Ya en 2001, esta negación dio origen al sui géneris término de ‘mesticidio’, en alusión a la liquidación de una opción que hubiese dado una salida alternativa a quienes no se identificaban con las opciones de quechua, aimara, guaraní, chiquitano o mojeño de la boleta censal. Recuerdo que varias autoridades del entonces Gobierno ‘neoliberal’, así como importantes sectores de la población, prefirieron aparecer como pertenecientes a un pueblo indígena antes que marcar la opción residual de ‘ninguno’. Queda claro que lo hicieron sin mayor convicción y sin siquiera imaginar las consecuencias políticas e ideológicas de esta inflación porcentual de la población indígena en el registro oficial.

A diferencia de la de 2001, la boleta actual, en su pregunta relativa a la pertenencia racial, incluye dos palabritas clave que le dan consistencia conceptual y técnica al reclamo frente al ninguneo oficial de lo mestizo. Dice: “¿Se considera perteneciente a algún pueblo, nación indígena, originario o afroboliviano?”. La respuesta incluye a 36 pueblos o naciones concordantes con el abanico de idiomas reconocidos por el texto constitucional más dos opciones alternativas: ‘otro nativo’ o ‘no pertenezco a ninguno’.
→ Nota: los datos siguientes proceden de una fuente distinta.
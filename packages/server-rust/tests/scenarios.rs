//! Cross-component scenarios wired the way the server wires them, with an
//! in-memory directory and a recording push gateway in place of sockets.

use std::sync::Arc;
use std::time::Duration;

use async_trait::async_trait;
use serde_json::{json, Value};
use tokio::sync::mpsc;
use topicast_core::{ConnectionId, Envelope, EventKind, OperationSchema, Transport};
use topicast_server::directory::MemoryDirectory;
use topicast_server::service::middleware::build_operation_pipeline;
use topicast_server::service::{
    EventRelay, NotificationFanout, OperationClassifier, OperationExecutor, OperationIngress,
    OperationRouter, PassthroughTransformer, Publisher, ServerConfig, SubscriptionManager,
    TransformWorker, WorkDispatcher,
};
use topicast_server::{ConnectionDirectory, DeliveryError, PushGateway};

const HOUR: Duration = Duration::from_secs(3600);
const WAIT: Duration = Duration::from_secs(2);

/// Forwards every push to a channel the test can await.
struct ChannelPush(mpsc::UnboundedSender<(ConnectionId, String)>);

#[async_trait]
impl PushGateway for ChannelPush {
    async fn push(&self, connection_id: &ConnectionId, payload: String) -> Result<(), DeliveryError> {
        self.0
            .send((connection_id.clone(), payload))
            .map_err(|_| DeliveryError::Gone(connection_id.clone()))
    }
}

struct Harness {
    directory: Arc<MemoryDirectory>,
    relay: EventRelay,
    ingress: OperationIngress,
    subscriptions: SubscriptionManager,
    pushes: mpsc::UnboundedReceiver<(ConnectionId, String)>,
}

impl Harness {
    fn new(variants: &[&str]) -> Self {
        let directory = Arc::new(MemoryDirectory::new());
        let (tx, pushes) = mpsc::unbounded_channel();

        let mut builder = EventRelay::builder(16).subscribe(
            EventKind::Response,
            Arc::new(NotificationFanout::new(directory.clone(), Arc::new(ChannelPush(tx)))),
        );
        for variant in variants {
            builder = builder.subscribe(
                EventKind::Request,
                Arc::new(TransformWorker::new(*variant, Arc::new(PassthroughTransformer))),
            );
        }
        let relay = builder.build();

        let subscriptions = SubscriptionManager::new(directory.clone(), HOUR);
        let router = OperationRouter::new(
            OperationExecutor::new(WorkDispatcher::new(relay.publisher())),
            subscriptions.clone(),
        );
        let ingress = OperationIngress::new(
            Arc::new(OperationClassifier::new(Arc::new(OperationSchema::chat().unwrap()))),
            build_operation_pipeline(router, &ServerConfig::default()),
        );

        Self {
            directory,
            relay,
            ingress,
            subscriptions,
            pushes,
        }
    }

    fn publisher(&self) -> Publisher {
        self.relay.publisher()
    }

    async fn next_push(&mut self) -> (ConnectionId, String) {
        tokio::time::timeout(WAIT, self.pushes.recv())
            .await
            .expect("push within deadline")
            .expect("push channel open")
    }

    async fn assert_no_push(&mut self) {
        let quiet = tokio::time::timeout(Duration::from_millis(200), self.pushes.recv()).await;
        assert!(quiet.is_err(), "unexpected push: {quiet:?}");
    }
}

fn body(query: &str) -> String {
    json!({ "query": query }).to_string()
}

#[tokio::test]
async fn subscribe_then_notify() {
    let mut h = Harness::new(&[]);
    h.directory
        .put("room1", &ConnectionId::new("conn-A"), HOUR)
        .await
        .unwrap();

    h.publisher()
        .publish(Envelope::response("transform.fr", "room1", "hi"))
        .await
        .unwrap();

    assert_eq!(h.next_push().await, (ConnectionId::new("conn-A"), "hi".to_string()));
    h.assert_no_push().await;
}

#[tokio::test]
async fn subscribe_operation_over_persistent_channel_records_the_topic() {
    let h = Harness::new(&[]);

    let resp = h
        .ingress
        .handle(
            &body(r#"subscription { chat(chatId: "room1") }"#),
            Transport::persistent("conn-A"),
        )
        .await;

    assert_eq!(resp.status_code, 200);
    assert_eq!(resp.body, "Ok");
    assert!(h
        .directory
        .find_subscribers("room1")
        .await
        .unwrap()
        .contains(&ConnectionId::new("conn-A")));
}

#[tokio::test]
async fn write_round_trip_reaches_subscribers_through_every_variant() {
    let mut h = Harness::new(&["fr", "de"]);
    h.ingress
        .handle(
            &body(r#"subscription { chat(chatId: "room1") }"#),
            Transport::persistent("conn-A"),
        )
        .await;

    let resp = h
        .ingress
        .handle(
            &body(r#"mutation { putEvent(chatId: "room1", message: "hello") { FailedEntries } }"#),
            Transport::OneShot,
        )
        .await;
    assert_eq!(resp.status_code, 200);
    let result: Value = serde_json::from_str(&resp.body).unwrap();
    assert_eq!(result["data"]["putEvent"]["FailedEntries"], 0);

    let mut messages = vec![h.next_push().await.1, h.next_push().await.1];
    messages.sort();
    assert_eq!(
        messages,
        vec![
            "'hello' in de: 'hello'".to_string(),
            "'hello' in fr: 'hello'".to_string(),
        ]
    );
}

#[tokio::test]
async fn disconnect_drops_future_notifications() {
    let mut h = Harness::new(&[]);
    let conn = ConnectionId::new("conn-A");
    h.subscriptions.on_subscribe("room1", &conn).await.unwrap();
    h.subscriptions.on_subscribe("room2", &conn).await.unwrap();

    let report = h.subscriptions.on_disconnect(&conn).await.unwrap();
    assert_eq!(report.removed.len(), 2);
    assert!(h.directory.find_topics(&conn).await.unwrap().is_empty());

    h.publisher()
        .publish(Envelope::response("transform.fr", "room1", "late"))
        .await
        .unwrap();
    h.assert_no_push().await;
}

#[tokio::test]
async fn unsubscribe_removes_only_that_topic() {
    let mut h = Harness::new(&[]);
    let conn = ConnectionId::new("conn-A");
    h.subscriptions.on_subscribe("room1", &conn).await.unwrap();
    h.subscriptions.on_subscribe("room2", &conn).await.unwrap();

    h.subscriptions.on_unsubscribe("room1", &conn).await.unwrap();

    h.publisher()
        .publish(Envelope::response("transform.fr", "room1", "gone"))
        .await
        .unwrap();
    h.assert_no_push().await;

    h.publisher()
        .publish(Envelope::response("transform.fr", "room2", "still here"))
        .await
        .unwrap();
    assert_eq!(h.next_push().await, (conn, "still here".to_string()));
}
Resalto aquí las palabras nación y boliviano, independientemente del sufijo ‘afro’, para sugerir la posibilidad de incorporar en la boleta la alternativa de simple y llanamente ‘boliviano(a)’. Esta propuesta es coherente con el art. 3 de la Constitución, el mismo que se refiere a la nación boliviana como abarcadora de “la totalidad de las bolivianas y los bolivianos y del conjunto de naciones y pueblos indígenas originarios campesinos.” Si fuera así, no debiera ser extraño considerar como válida la referencia de lo quechuaboliviano, aimaraboliviano, etc. Lo boliviano sería cobijo de lo plurinacional.


El término de ‘nación boliviana’ supera la limitación conceptual de lo mestizo, que, según algunas corrientes de opinión, ‘racializa’ una pertenencia de orden étnico-cultural. Lamentablemente, todo indica que será difícil lograr la inclusión de lo boliviano en la boleta censal. Ante esta reiterada negación o ninguneo de lo mestizo y la renuencia de fortalecer la idea de nación boliviana, es que me atrevo a sugerir que emprendamos una cruzada para que el día del censo optemos masiva y comprometidamente por las opciones ‘otro nativo’ o ‘no pertenezco a ninguno’.


Tengo la seguridad de que la mayoritaria respuesta de ‘otros’ o ‘ninguno’ obligará a sincerarnos con una realidad que deliberadamente se ha negado y distorsionado a partir de un discurso etnonacionalista que acentúa las diferencias. Discurso cuya naturaleza forzada comienza a develar su inconsistencia empírica y conceptual y, lo que es peor, la impostura política que lo alimenta.